§ Problem statement:
Go through the lines below and copy any that hold the string "false".

Provided data below:

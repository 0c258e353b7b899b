//! Process-wide `tracing` subscriber setup.

use tracing_subscriber::layer::SubscriberExt;
use tracing_subscriber::util::SubscriberInitExt;
use tracing_subscriber::{fmt, EnvFilter};

use crate::config::{ObservabilityConfig, OutputFormat};
use crate::errors::ConfigError;

/// Builds the filter: `RUST_LOG` when set, otherwise the configured level.
pub fn env_filter(config: &ObservabilityConfig) -> EnvFilter {
    EnvFilter::try_from_default_env().unwrap_or_else(|_| EnvFilter::new(config.log_level.as_str()))
}

/// Installs the global subscriber in the configured output format.
///
/// Fails if a global subscriber is already installed.
pub fn init_tracing(config: &ObservabilityConfig) -> Result<(), ConfigError> {
    let filter = env_filter(config);
    let registry = tracing_subscriber::registry().with(filter);

    let result = match config.output_format {
        OutputFormat::Json => registry
            .with(
                fmt::layer()
                    .json()
                    .with_target(true)
                    .with_current_span(true),
            )
            .try_init(),
        OutputFormat::Pretty => registry.with(fmt::layer().pretty()).try_init(),
        OutputFormat::Compact => registry.with(fmt::layer().compact()).try_init(),
    };

    result.map_err(|e| ConfigError::Subscriber(e.to_string()))?;
    tracing::debug!(
        level = %config.log_level,
        format = %config.output_format,
        "Tracing subscriber installed"
    );
    Ok(())
}
//! Structured records handed to sinks.

use std::fmt;
use std::str::FromStr;
use std::time::Duration;

use chrono::{DateTime, Utc};
use serde::{Deserialize, Serialize};
use serde_json::{json, Map, Value};
use tracing::Level;

use crate::context::RequestContext;
use crate::errors::ConfigError;
use crate::types::{Category, CorrelationId, Layer, OperationKey};

/// Severity of a record. Ordered from least to most severe.
#[derive(Debug, Clone, Copy, PartialEq, Eq, PartialOrd, Ord, Hash, Serialize, Deserialize)]
#[serde(rename_all = "lowercase")]
pub enum LogLevel {
    /// Very detailed diagnostics
    Trace,
    /// Debugging information
    Debug,
    /// Normal operation
    Info,
    /// Something unexpected but recoverable
    Warn,
    /// A failure
    Error,
}

impl LogLevel {
    /// Lowercase name.
    pub const fn as_str(self) -> &'static str {
        match self {
            Self::Trace => "trace",
            Self::Debug => "debug",
            Self::Info => "info",
            Self::Warn => "warn",
            Self::Error => "error",
        }
    }
}

impl From<LogLevel> for Level {
    fn from(level: LogLevel) -> Self {
        match level {
            LogLevel::Trace => Self::TRACE,
            LogLevel::Debug => Self::DEBUG,
            LogLevel::Info => Self::INFO,
            LogLevel::Warn => Self::WARN,
            LogLevel::Error => Self::ERROR,
        }
    }
}

impl fmt::Display for LogLevel {
    fn fmt(&self, f: &mut fmt::Formatter<'_>) -> fmt::Result {
        f.write_str(self.as_str())
    }
}

impl FromStr for LogLevel {
    type Err = ConfigError;

    fn from_str(s: &str) -> Result<Self, Self::Err> {
        match s.trim().to_ascii_lowercase().as_str() {
            "trace" => Ok(Self::Trace),
            "debug" => Ok(Self::Debug),
            "info" => Ok(Self::Info),
            "warn" | "warning" => Ok(Self::Warn),
            "error" => Ok(Self::Error),
            _ => Err(ConfigError::invalid(
                "log_level",
                s,
                "expected trace, debug, info, warn or error",
            )),
        }
    }
}

/// What a record describes.
#[derive(Debug, Clone, Copy, PartialEq, Eq, Hash, Serialize, Deserialize)]
#[serde(rename_all = "snake_case")]
pub enum RecordKind {
    /// Inbound or outbound edge of a layer
    Boundary,
    /// Completion of a timed operation
    Operation,
    /// Completion of an external call
    ExternalCall,
    /// One-shot metric sample
    Metric,
    /// Detailed error report
    Error,
    /// Free-form event
    Event,
    /// End-of-request summary
    Summary,
}

impl From<Category> for RecordKind {
    fn from(category: Category) -> Self {
        match category {
            Category::Boundary => Self::Boundary,
            Category::Operation => Self::Operation,
            Category::ExternalCall => Self::ExternalCall,
            Category::Metric => Self::Metric,
        }
    }
}

impl RecordKind {
    /// Lowercase name.
    pub const fn as_str(self) -> &'static str {
        match self {
            Self::Boundary => "boundary",
            Self::Operation => "operation",
            Self::ExternalCall => "external_call",
            Self::Metric => "metric",
            Self::Error => "error",
            Self::Event => "event",
            Self::Summary => "summary",
        }
    }
}

/// Structured record with a consistent shape across sinks.
#[derive(Debug, Clone, PartialEq)]
pub struct LogRecord {
    /// Severity
    pub level: LogLevel,
    /// What the record describes
    pub kind: RecordKind,
    /// Human-readable message
    pub message: String,
    /// When the record was created
    pub timestamp: DateTime<Utc>,
    /// Name of the emitting logger
    pub logger: String,
    /// Layer of the emitting logger
    pub layer: Layer,
    /// Operation key, if the record belongs to an operation
    pub key: Option<OperationKey>,
    /// Request correlation, absent outside a request
    pub correlation_id: Option<CorrelationId>,
    /// Session tag
    pub session_id: Option<String>,
    /// User tag
    pub user_id: Option<String>,
    /// Investigation tag
    pub investigation_id: Option<String>,
    /// Phase tag
    pub phase: Option<String>,
    /// Free-form structured fields
    pub fields: Map<String, Value>,
    /// Error message, if any
    pub error: Option<String>,
    /// Error identity (type name and message), if any
    pub error_type: Option<String>,
    /// Measured duration, if any
    pub duration: Option<Duration>,
    /// Whether the duration exceeded the layer budget
    pub performance_violation: Option<bool>,
    /// Emitted through a context that had already been finalized
    pub orphaned: bool,
}

impl LogRecord {
    /// Creates a record with no request correlation attached.
    pub fn new(
        level: LogLevel,
        kind: RecordKind,
        message: impl Into<String>,
        logger: &str,
        layer: &Layer,
    ) -> Self {
        Self {
            level,
            kind,
            message: message.into(),
            timestamp: Utc::now(),
            logger: logger.to_string(),
            layer: layer.clone(),
            key: None,
            correlation_id: None,
            session_id: None,
            user_id: None,
            investigation_id: None,
            phase: None,
            fields: Map::new(),
            error: None,
            error_type: None,
            duration: None,
            performance_violation: None,
            orphaned: false,
        }
    }

    /// Copies correlation and business tags from a request context.
    #[must_use]
    pub fn with_context(mut self, ctx: &RequestContext) -> Self {
        self.correlation_id = Some(ctx.correlation_id());
        self.session_id = ctx.session_id().map(ToString::to_string);
        self.user_id = ctx.user_id().map(ToString::to_string);
        self.investigation_id = ctx.investigation_id().map(ToString::to_string);
        self.phase = ctx.phase().map(ToString::to_string);
        self.orphaned = ctx.is_finalized();
        self
    }

    /// Sets the operation key
    #[must_use]
    pub fn with_key(mut self, key: OperationKey) -> Self {
        self.key = Some(key);
        self
    }

    /// Adds a field to the record
    #[must_use]
    pub fn with_field(mut self, key: &str, value: Value) -> Self {
        self.fields.insert(key.to_string(), value);
        self
    }

    /// Merges a JSON object into the fields; other values land under `value`.
    #[must_use]
    pub fn with_fields(mut self, fields: Value) -> Self {
        match fields {
            Value::Object(map) => self.fields.extend(map),
            Value::Null => {}
            other => {
                self.fields.insert("value".to_string(), other);
            }
        }
        self
    }

    /// Adds error information
    #[must_use]
    pub fn with_error(mut self, message: impl Into<String>, identity: impl Into<String>) -> Self {
        self.error = Some(message.into());
        self.error_type = Some(identity.into());
        self
    }

    /// Adds duration information
    #[must_use]
    pub const fn with_duration(mut self, duration: Duration) -> Self {
        self.duration = Some(duration);
        self
    }

    /// Flags whether the duration broke the layer budget
    #[must_use]
    pub const fn with_violation(mut self, exceeded: bool) -> Self {
        self.performance_violation = Some(exceeded);
        self
    }

    /// Converts to JSON for structured output
    pub fn to_json(&self) -> Value {
        let mut obj = json!({
            "level": self.level.as_str(),
            "kind": self.kind.as_str(),
            "message": self.message,
            "timestamp": self.timestamp.to_rfc3339(),
            "logger": self.logger,
            "layer": self.layer.as_str(),
            "fields": self.fields,
        });

        let optional = [
            ("key", self.key.as_ref().map(|k| json!(k.as_str()))),
            (
                "correlation_id",
                self.correlation_id.map(|id| json!(id.to_string())),
            ),
            ("session_id", self.session_id.as_ref().map(|v| json!(v))),
            ("user_id", self.user_id.as_ref().map(|v| json!(v))),
            (
                "investigation_id",
                self.investigation_id.as_ref().map(|v| json!(v)),
            ),
            ("phase", self.phase.as_ref().map(|v| json!(v))),
            ("error", self.error.as_ref().map(|v| json!(v))),
            ("error_type", self.error_type.as_ref().map(|v| json!(v))),
            (
                "duration_ms",
                self.duration.map(|d| json!(d.as_secs_f64() * 1000.0)),
            ),
            (
                "performance_violation",
                self.performance_violation.map(|v| json!(v)),
            ),
        ];
        for (name, value) in optional {
            if let Some(value) = value {
                obj[name] = value;
            }
        }
        if self.orphaned {
            obj["orphaned"] = json!(true);
        }

        obj
    }

    /// Looks up a field by name.
    pub fn field(&self, key: &str) -> Option<&Value> {
        self.fields.get(key)
    }
}

#[cfg(test)]
mod tests {
    use super::*;

    #[test]
    fn levels_are_ordered() {
        assert!(LogLevel::Trace < LogLevel::Info);
        assert!(LogLevel::Error > LogLevel::Warn);
        assert_eq!("WARNING".parse::<LogLevel>().unwrap(), LogLevel::Warn);
        assert!("loud".parse::<LogLevel>().is_err());
    }

    #[test]
    fn json_shape_omits_absent_fields() {
        let record = LogRecord::new(
            LogLevel::Info,
            RecordKind::Operation,
            "fetch completed",
            "orders",
            &Layer::Service,
        )
        .with_key(OperationKey::operation(
            &Layer::Service,
            Category::Operation,
            "fetch",
        ))
        .with_duration(Duration::from_millis(12))
        .with_violation(false)
        .with_fields(json!({"rows": 3}));

        let json = record.to_json();
        assert_eq!(json["level"], "info");
        assert_eq!(json["kind"], "operation");
        assert_eq!(json["layer"], "service");
        assert_eq!(json["key"], "service.operation.fetch");
        assert_eq!(json["fields"]["rows"], 3);
        assert_eq!(json["performance_violation"], false);
        assert!(json.get("correlation_id").is_none());
        assert!(json.get("error").is_none());
        assert!(json.get("orphaned").is_none());
    }

    #[test]
    fn non_object_fields_are_wrapped() {
        let record = LogRecord::new(
            LogLevel::Debug,
            RecordKind::Event,
            "note",
            "t",
            &Layer::Api,
        )
        .with_fields(json!([1, 2]));
        assert_eq!(record.field("value"), Some(&json!([1, 2])));
    }
}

End of Provided data.

§ Task result:
            orphaned: false,
        .with_violation(false)
        assert_eq!(json["performance_violation"], false);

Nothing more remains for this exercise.